Memorable words from the Dakotas

Peruse and Reflect on the Memories and Musings of our long past Native brothers, sisters, fathers and mothers.

native american wisdom

If I had known that I would be sent to the penitentiary I would not have surrendered, but when I had been there three years, and they were about to turn me out, I told them they might keep me another year if they wished, and I meant what I said. I did not like the way I had been treated. I surrendered in good faith, and if I had killed or wounded a man it had been in a fair open fight.
….Wambdi Tanka (Big Eagle)

Brothers, we know that the whites are like a great cloud that rises in the east, and will cover the whole country. Brothers you see that the sweat runs from my face, for I am troubled.
….Wicasta Duzahan (Swift Man)

We thought the fort was the door to the valley as far as to St.
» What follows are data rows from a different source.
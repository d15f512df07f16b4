use std::env;

#[derive(Clone)]
pub struct Config {
    pub database_url: String,
    pub port: u16,
    pub cors_allowed_origins: Vec<String>,
    pub profile: String,
}

impl Config {
    pub fn from_env() -> Self {
        let profile = env::var("PROFILE").unwrap_or_else(|_| "default".to_string());

        let database_url = env::var("DATABASE_URL").unwrap_or_else(|_| {
            if profile == "default" {
                "sqlite://tourdesk.db?mode=rwc".to_string()
            } else {
                format!("sqlite://tourdesk_{}.db?mode=rwc", profile)
            }
        });

        Self {
            database_url,
            port: env::var("PORT")
                .ok()
                .and_then(|p| p.parse().ok())
                .unwrap_or(8000),
            cors_allowed_origins: env::var("CORS_ALLOWED_ORIGINS")
                .ok()
                .map(|s| s.split(',').map(|s| s.trim().to_string()).collect())
                .unwrap_or_else(Vec::new),
            profile,
        }
    }
}
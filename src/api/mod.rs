pub mod auth;
pub mod bookings;
pub mod catalog;
pub mod clients;
pub mod employees;
pub mod health;
pub mod reviews;

use axum::{
    http::StatusCode,
    response::{IntoResponse, Response},
    routing::{get, post, put},
    Json, Router,
};
use sea_orm::DatabaseConnection;
use serde_json::json;

use crate::domain::ServiceError;

pub(crate) fn error_response(err: ServiceError) -> Response {
    let status = match &err {
        ServiceError::NotFound => StatusCode::NOT_FOUND,
        ServiceError::DuplicateKey(_) => StatusCode::CONFLICT,
        ServiceError::HasDependents(_) => StatusCode::CONFLICT,
        ServiceError::Validation(_) => StatusCode::UNPROCESSABLE_ENTITY,
        ServiceError::Forbidden => StatusCode::FORBIDDEN,
        ServiceError::Unavailable(_) => StatusCode::SERVICE_UNAVAILABLE,
        ServiceError::Database(_) => StatusCode::INTERNAL_SERVER_ERROR,
    };
    (status, Json(json!({ "error": err.to_string() }))).into_response()
}

pub fn api_router(db: DatabaseConnection) -> Router {
    Router::new()
        // Health check
        .route("/health", get(health::health_check))
        // Auth
        .route("/auth/login", post(auth::login))
        .route("/auth/register", post(auth::register))
        .route("/users", post(auth::create_user))
        // Clients
        .route(
            "/clients",
            get(clients::list_clients).post(clients::create_client),
        )
        .route(
            "/clients/:id",
            get(clients::get_client)
                .put(clients::update_client)
                .delete(clients::delete_client),
        )
        .route("/clients/:id/purge", post(clients::purge_client))
        .route("/clients/export", get(clients::export_clients))
        .route("/clients/import", post(clients::import_clients))
        // Bookings
        .route(
            "/bookings",
            get(bookings::list_bookings).post(bookings::create_booking),
        )
        .route("/bookings/quote", get(bookings::quote_price))
        .route("/bookings/report", get(bookings::bookings_report))
        .route(
            "/bookings/:id",
            get(bookings::get_booking).delete(bookings::delete_booking),
        )
        .route("/bookings/:id/status", put(bookings::update_status))
        .route(
            "/bookings/:id/payments",
            get(bookings::list_payments).post(bookings::record_payment),
        )
        // Countries & cities
        .route(
            "/countries",
            get(catalog::list_countries).post(catalog::create_country),
        )
        .route(
            "/countries/:id",
            axum::routing::delete(catalog::delete_country),
        )
        .route("/cities", get(catalog::list_cities).post(catalog::create_city))
        .route("/cities/:id", axum::routing::delete(catalog::delete_city))
        .route("/cities/:id/popular", put(catalog::toggle_city_popular))
        // Hotels
        .route("/hotels", get(catalog::list_hotels).post(catalog::create_hotel))
        .route("/hotels/:id", axum::routing::delete(catalog::delete_hotel))
        .route(
            "/hotels/:id/beach-line",
            put(catalog::toggle_hotel_beach_line),
        )
        // Tour types & tours
        .route(
            "/tour-types",
            get(catalog::list_tour_types).post(catalog::create_tour_type),
        )
        .route(
            "/tour-types/:id",
            axum::routing::delete(catalog::delete_tour_type),
        )
        .route("/tours", get(catalog::list_tours).post(catalog::create_tour))
        .route(
            "/tours/:id",
            get(catalog::get_tour).delete(catalog::delete_tour),
        )
        .route("/tours/:id/active", put(catalog::toggle_tour_active))
        .route(
            "/tours/:id/hotels",
            get(catalog::list_tour_hotels).put(catalog::set_tour_hotels),
        )
        .route("/tours/:id/reviews", get(reviews::list_tour_reviews))
        // Employees (admin)
        .route(
            "/employees",
            get(employees::list_employees).post(employees::create_employee),
        )
        .route(
            "/employees/:id",
            axum::routing::delete(employees::delete_employee),
        )
        .route("/employees/:id/salary", put(employees::update_salary))
        .route("/employees/:id/active", put(employees::toggle_active))
        // Reviews
        .route("/reviews", post(reviews::create_review))
        .route("/reviews/:id", axum::routing::delete(reviews::delete_review))
        .with_state(db)
}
Paul, and that if we got through the door nothing could stop us this side of the Mississippi.
….Wambdi Tanka (Big Eagle)

The white settlers came in and showered down their houses all over our country. We did not really know whether this country any longer belonged to us or not….This is what we are waiting to know, whether our Father means to take our land for nothing, or whether he means to pay us the money he promised us in the treaties. He said, “You have no game here, our people are hemming you in; you can have no schools nor farming while you live scattered. You owe debts, you need annuities; will you go, my Red Children, if we give you so much?” We thought that was very kind, and we said yes. Now what have we? We have neither our lands, where our fathers’ bones are bleaching, nor have we anything. What shall we do?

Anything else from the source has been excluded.